> _What to work on_
Reproduce exactly the lines from the top of the records below through the line holding "use super::math_children;".

> _Exercise input_
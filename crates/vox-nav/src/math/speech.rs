//! Math speech rules
//!
//! Spoken and linear renderings of MathML expressions.

use vox_a11y::collapse_whitespace;
use vox_dom::{DomTree, NodeId};

use super::math_children;

/// Spoken name of an operator symbol; invisible operators speak as ""
pub fn operator_name(symbol: &str) -> Option<&'static str> {
    Some(match symbol {
        "+" => "plus",
        "-" | "\u{2212}" => "minus",
        "=" => "equals",
        "\u{d7}" | "*" | "\u{22c5}" | "\u{b7}" => "times",
        "\u{f7}" | "/" => "divided by",
        "\u{b1}" => "plus or minus",
        "(" => "open paren",
        ")" => "close paren",
        "[" => "open bracket",
        "]" => "close bracket",
        "{" => "open brace",
        "}" => "close brace",
        "|" => "vertical bar",
        "<" => "less than",
        ">" => "greater than",
        "\u{2264}" => "less than or equal to",
        "\u{2265}" => "greater than or equal to",
        "\u{2260}" => "not equal to",
        "\u{2248}" => "approximately equal to",
        "\u{2211}" => "sum",
        "\u{220f}" => "product",
        "\u{222b}" => "integral",
        "\u{221e}" => "infinity",
        "\u{221a}" => "square root",
        "\u{2208}" => "element of",
        "\u{2192}" => "right arrow",
        "!" => "factorial",
        "," => "comma",
        "\u{2062}" | "\u{2061}" | "\u{2063}" | "\u{2064}" => "",
        _ => return None,
    })
}

/// Short description of what kind of math node this is
pub fn math_role_name(tree: &DomTree, id: NodeId) -> &'static str {
    match tree.tag_name(id) {
        Some("mi") => "identifier",
        Some("mn") => "number",
        Some("mo") => "operator",
        Some("mtext") => "text",
        Some("ms") => "string",
        Some("mfrac") => "fraction",
        Some("msqrt") => "square root",
        Some("mroot") => "root",
        Some("msup") => "superscript",
        Some("msub") => "subscript",
        Some("msubsup") => "subscript superscript",
        Some("munder") => "underscript",
        Some("mover") => "overscript",
        Some("munderover") => "underscript overscript",
        Some("mfenced") => "fenced",
        Some("menclose") => "enclosed",
        Some("mtable") => "table",
        Some("mtr") | Some("mlabeledtr") => "row",
        Some("mtd") => "cell",
        Some("mmultiscripts") => "multiscripts",
        Some("math") => "math",
        _ => "",
    }
}

fn token_text(tree: &DomTree, id: NodeId) -> String {
    collapse_whitespace(&tree.text_content(id))
}

fn join(parts: impl IntoIterator<Item = String>) -> String {
    let parts: Vec<String> = parts.into_iter().filter(|p| !p.is_empty()).collect();
    parts.join(" ")
}

/// Spoken rendering of a math subtree
pub fn speak_math(tree: &DomTree, id: NodeId) -> String {
    if let Some(text) = tree.text(id) {
        let text = collapse_whitespace(text);
        return operator_name(&text).map(str::to_string).unwrap_or(text);
    }
    let Some(tag) = tree.tag_name(id) else {
        return String::new();
    };
    let kids: Vec<NodeId> = math_children(tree, id).collect();
    let part = |i: usize| kids.get(i).map(|&k| speak_math(tree, k)).unwrap_or_default();

    match tag {
        "mi" | "mn" | "mtext" | "ms" => token_text(tree, id),
        "mo" => {
            let text = token_text(tree, id);
            operator_name(&text).map(str::to_string).unwrap_or(text)
        }
        "mspace" | "annotation" | "annotation-xml" | "mphantom" | "none" | "mprescripts" => String::new(),
        "mglyph" => tree.attribute(id, "alt").unwrap_or_default().to_string(),
        "mfrac" => format!("{} over {}", part(0), part(1)),
        "msqrt" => format!("square root of {}", join(kids.iter().map(|&k| speak_math(tree, k)))),
        "mroot" => format!("root {} of {}", part(1), part(0)),
        "msup" => match part(1).as_str() {
            "2" => format!("{} squared", part(0)),
            "3" => format!("{} cubed", part(0)),
            sup => format!("{} super {}", part(0), sup),
        },
        "msub" => format!("{} sub {}", part(0), part(1)),
        "msubsup" => format!("{} sub {} super {}", part(0), part(1), part(2)),
        "munder" => format!("{} with {} below", part(0), part(1)),
        "mover" => format!("{} with {} above", part(0), part(1)),
        "munderover" => format!("{} from {} to {}", part(0), part(1), part(2)),
        "mfenced" => {
            let open = tree.attribute(id, "open").unwrap_or("(");
            let close = tree.attribute(id, "close").unwrap_or(")");
            let speak_fence = |f: &str| operator_name(f).map_or_else(|| f.to_string(), str::to_string);
            join(
                std::iter::once(speak_fence(open))
                    .chain(kids.iter().map(|&k| speak_math(tree, k)))
                    .chain(std::iter::once(speak_fence(close))),
            )
        }
        "mtable" => kids
            .iter()
            .enumerate()
            .map(|(i, &row)| format!("row {}: {}", i + 1, speak_math(tree, row)))
            .collect::<Vec<_>>()
            .join(", "),
        "semantics" => part(0),
        _ => join(kids.iter().map(|&k| speak_math(tree, k))),
    }
}

fn wrap(s: String) -> String {
    if s.chars().count() > 1 { format!("({})", s) } else { s }
}

/// Linear text form of a math subtree, used for braille
pub fn linear_math(tree: &DomTree, id: NodeId) -> String {
    if let Some(text) = tree.text(id) {
        return text.trim().to_string();
    }
    let Some(tag) = tree.tag_name(id) else {
        return String::new();
    };
    let kids: Vec<NodeId> = math_children(tree, id).collect();
    let part = |i: usize| kids.get(i).map(|&k| linear_math(tree, k)).unwrap_or_default();
    let concat = || kids.iter().map(|&k| linear_math(tree, k)).collect::<String>();

    match tag {
        "mi" | "mn" | "mtext" | "ms" => token_text(tree, id),
        "mo" => {
            let text = token_text(tree, id);
            if operator_name(&text) == Some("") { String::new() } else { text }
        }
        "mspace" | "annotation" | "annotation-xml" | "mphantom" | "none" | "mprescripts" => String::new(),
        "mglyph" => tree.attribute(id, "alt").unwrap_or_default().to_string(),
        "mfrac" => format!("{}/{}", wrap(part(0)), wrap(part(1))),
        "msqrt" => format!("\u{221a}({})", concat()),
        "mroot" => format!("\u{221a}[{}]({})", part(1), part(0)),
        "msup" | "mover" => format!("{}^{}", part(0), wrap(part(1))),
        "msub" | "munder" => format!("{}_{}", part(0), wrap(part(1))),
        "msubsup" | "munderover" => format!("{}_{}^{}", part(0), wrap(part(1)), wrap(part(2))),
        "mfenced" => {
            let open = tree.attribute(id, "open").unwrap_or("(");
            let close = tree.attribute(id, "close").unwrap_or(")");
            let separator = tree.attribute(id, "separators").unwrap_or(",").trim();
            let inner: Vec<String> = kids.iter().map(|&k| linear_math(tree, k)).collect();
            format!("{}{}{}", open, inner.join(separator), close)
        }
        "semantics" => part(0),
        _ => concat(),
    }
}
//! Selection walkers
//!
//! Line, sentence, word and character movement. Within a node the text
//! segmenter decides the next unit; at the end of a node the object walker
//! supplies the next node and movement continues at its first (or last)
//! unit.

use vox_a11y::get_node_text;
use vox_dom::Document;

use crate::braille::{self, NavBraille};
use crate::config::{MAX_STEPS, Verbosity};
use crate::cursor::CursorSelection;
use crate::description::{self, NavDescription};
use crate::error::{NavError, NavResult};
use crate::object::BareObjectWalker;
use crate::output::SpeechProperties;
use crate::segment::{self, Segment, TextGrain};
use crate::walker::Walker;

/// Spoken name of a character that is silent or ambiguous on its own
pub fn character_name(c: &str) -> Option<&'static str> {
    Some(match c {
        " " | "\u{a0}" => "space",
        "\t" => "tab",
        "." => "dot",
        "," => "comma",
        "!" => "exclamation",
        "?" => "question mark",
        ":" => "colon",
        ";" => "semicolon",
        "-" => "dash",
        "'" => "apostrophe",
        "\"" => "quote",
        "(" => "open paren",
        ")" => "close paren",
        "/" => "slash",
        "@" => "at",
        "&" => "and",
        _ => return None,
    })
}

/// Sub-node granularity walker
#[derive(Debug, Clone)]
pub struct SelectionWalker {
    grain: TextGrain,
    objects: BareObjectWalker,
    line_width: usize,
    speak_text_prefix: bool,
    verbosity: Verbosity,
}

impl SelectionWalker {
    pub fn new(grain: TextGrain) -> Self {
        Self {
            grain,
            objects: BareObjectWalker::new(MAX_STEPS),
            line_width: 80,
            speak_text_prefix: true,
            verbosity: Verbosity::default(),
        }
    }

    #[must_use]
    pub fn with_max_steps(mut self, max_steps: usize) -> Self {
        self.objects = BareObjectWalker::new(max_steps);
        self
    }

    #[must_use]
    pub fn with_line_width(mut self, line_width: usize) -> Self {
        self.line_width = line_width;
        self
    }

    #[must_use]
    pub fn with_text_prefix(mut self, speak_text_prefix: bool) -> Self {
        self.speak_text_prefix = speak_text_prefix;
        self
    }

    #[must_use]
    pub fn with_verbosity(mut self, verbosity: Verbosity) -> Self {
        self.verbosity = verbosity;
        self
    }

    pub fn grain(&self) -> TextGrain {
        self.grain
    }

    fn segments(&self, text: &str) -> Vec<Segment> {
        segment::segments(text, self.grain, self.line_width)
    }

    /// First (or last, going backward) unit of a node, or the whole node
    /// when it has no text units
    fn edge_of(&self, doc: &Document, node_sel: &CursorSelection, reversed: bool) -> CursorSelection {
        let node = node_sel.start.node;
        let text = &node_sel.start.text;
        let segments = self.segments(text);
        let edge = if reversed { segments.last() } else { segments.first() };
        match edge {
            Some(seg) => CursorSelection::from_range(node, text, seg.start, seg.end, reversed),
            None => CursorSelection::from_node(doc.tree(), node).set_reversed(reversed),
        }
    }

    /// Next unit inside the current node, if any
    fn within_node(&self, sel: &CursorSelection) -> Option<CursorSelection> {
        if sel.start.node != sel.end.node {
            return None;
        }
        let node = sel.start.node;
        let text = &sel.start.text;
        let segments = self.segments(text);
        let (lo, hi) = (sel.start.index.min(sel.end.index), sel.start.index.max(sel.end.index));
        let found = if sel.reversed {
            segments.iter().rev().find(|s| s.end <= lo && s.start < lo)
        } else if lo == hi {
            // a caret covers the unit it sits in
            segments.iter().find(|s| s.start > lo)
        } else {
            segments.iter().find(|s| s.start >= hi)
        };
        found.map(|s| CursorSelection::from_range(node, text, s.start, s.end, sel.reversed))
    }

    /// Text shown before the selection on its line
    fn line_prefix<'a>(&self, sel: &'a CursorSelection) -> &'a str {
        let text = &sel.start.text;
        let start = sel.start.index.min(sel.end.index).min(text.len());
        let line_start = text[..start].rfind('\n').map_or(0, |i| i + 1);
        text[line_start..start].trim()
    }
}

impl Walker for SelectionWalker {
    fn name(&self) -> &'static str {
        match self.grain {
            TextGrain::Line => "line",
            TextGrain::Sentence => "sentence",
            TextGrain::Word => "word",
            TextGrain::Character => "character",
        }
    }

    fn next(&self, doc: &Document, sel: &CursorSelection) -> NavResult<Option<CursorSelection>> {
        let tree = doc.tree();
        let reversed = sel.reversed;

        if sel.is_body_sentinel(doc) {
            return Ok(self
                .objects
                .next(doc, sel)?
                .map(|node_sel| self.edge_of(doc, &node_sel, reversed)));
        }
        let node = sel.directed_node();
        if !tree.is_attached(node) {
            return Err(NavError::StaleSelection(node));
        }

        if let Some(found) = self.within_node(sel) {
            return Ok(Some(found));
        }

        let from = CursorSelection::from_node(tree, node).set_reversed(reversed);
        Ok(self
            .objects
            .next(doc, &from)?
            .map(|node_sel| self.edge_of(doc, &node_sel, reversed)))
    }

    fn sync(&self, doc: &Document, sel: &CursorSelection) -> NavResult<CursorSelection> {
        let synced = self.objects.sync(doc, sel)?;
        if synced.is_body_sentinel(doc) {
            return Ok(synced);
        }
        let node = synced.start.node;
        if node != sel.start.node {
            return Ok(self.edge_of(doc, &synced, sel.reversed));
        }

        // Same node: keep the caret's unit, re-reading the node's text
        let text = get_node_text(doc.tree(), node);
        let segments = self.segments(&text);
        let index = sel.start.index.min(sel.end.index);
        let seg = segment::containing(&segments, index)
            .or_else(|| segments.iter().copied().find(|s| s.start >= index))
            .or_else(|| segments.last().copied());
        Ok(match seg {
            Some(s) => CursorSelection::from_range(node, &text, s.start, s.end, sel.reversed),
            None => synced.set_reversed(sel.reversed),
        })
    }

    fn description(
        &self,
        doc: &Document,
        prev: &CursorSelection,
        sel: &CursorSelection,
    ) -> Vec<NavDescription> {
        if sel.is_body_sentinel(doc) {
            return Vec::new();
        }
        let node = sel.start.node;
        let unit = sel.selected_text();

        let (text, personality) = match (self.grain, character_name(unit)) {
            (TextGrain::Character, Some(name)) => (name.to_string(), None),
            (TextGrain::Character, None)
                if unit.chars().count() == 1 && unit.chars().all(char::is_uppercase) =>
            {
                (unit.to_string(), Some(SpeechProperties::capital()))
            }
            _ => (unit.to_string(), None),
        };
        let mut desc = NavDescription {
            text,
            personality,
            ..Default::default()
        };
        if desc.text.is_empty() && sel.is_collapsed() {
            // a node without text units reads like an object
            return description::describe_transition(doc, prev, sel, self.verbosity);
        }

        // a line never has text before it on its own line
        if self.speak_text_prefix && self.grain != TextGrain::Line {
            let prefix = self.line_prefix(sel);
            if !prefix.is_empty() {
                desc.text = format!("{} {}", prefix, desc.text);
            }
        }

        let prev_node = description::previous_anchor(doc, prev);
        if prev_node != node {
            let (context, earcons) = description::context_for(doc, prev_node, node, self.verbosity);
            desc.context = context;
            desc.earcons = earcons;
            let node_desc = description::describe_node(doc.tree(), node, self.verbosity);
            desc.annotation = node_desc.annotation;
            desc.earcons.extend(node_desc.earcons);
        }
        vec![desc]
    }

    fn braille(
        &self,
        doc: &Document,
        _prev: &CursorSelection,
        sel: &CursorSelection,
    ) -> NavResult<NavBraille> {
        if sel.is_collapsed() {
            return Ok(braille::object_braille(doc, sel));
        }
        Ok(braille::selection_braille(doc, sel))
    }

    fn granularity_msg(&self) -> &'static str {
        match self.grain {
            TextGrain::Line => "Line",
            TextGrain::Sentence => "Sentence",
            TextGrain::Word => "Word",
            TextGrain::Character => "Character",
        }
    }
}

> _Result_
filename crates/vox-nav/src/math/speech.rs
//! Math speech rules
//!
//! Spoken and linear renderings of MathML expressions.

use vox_a11y::collapse_whitespace;
use vox_dom::{DomTree, NodeId};

use super::math_children;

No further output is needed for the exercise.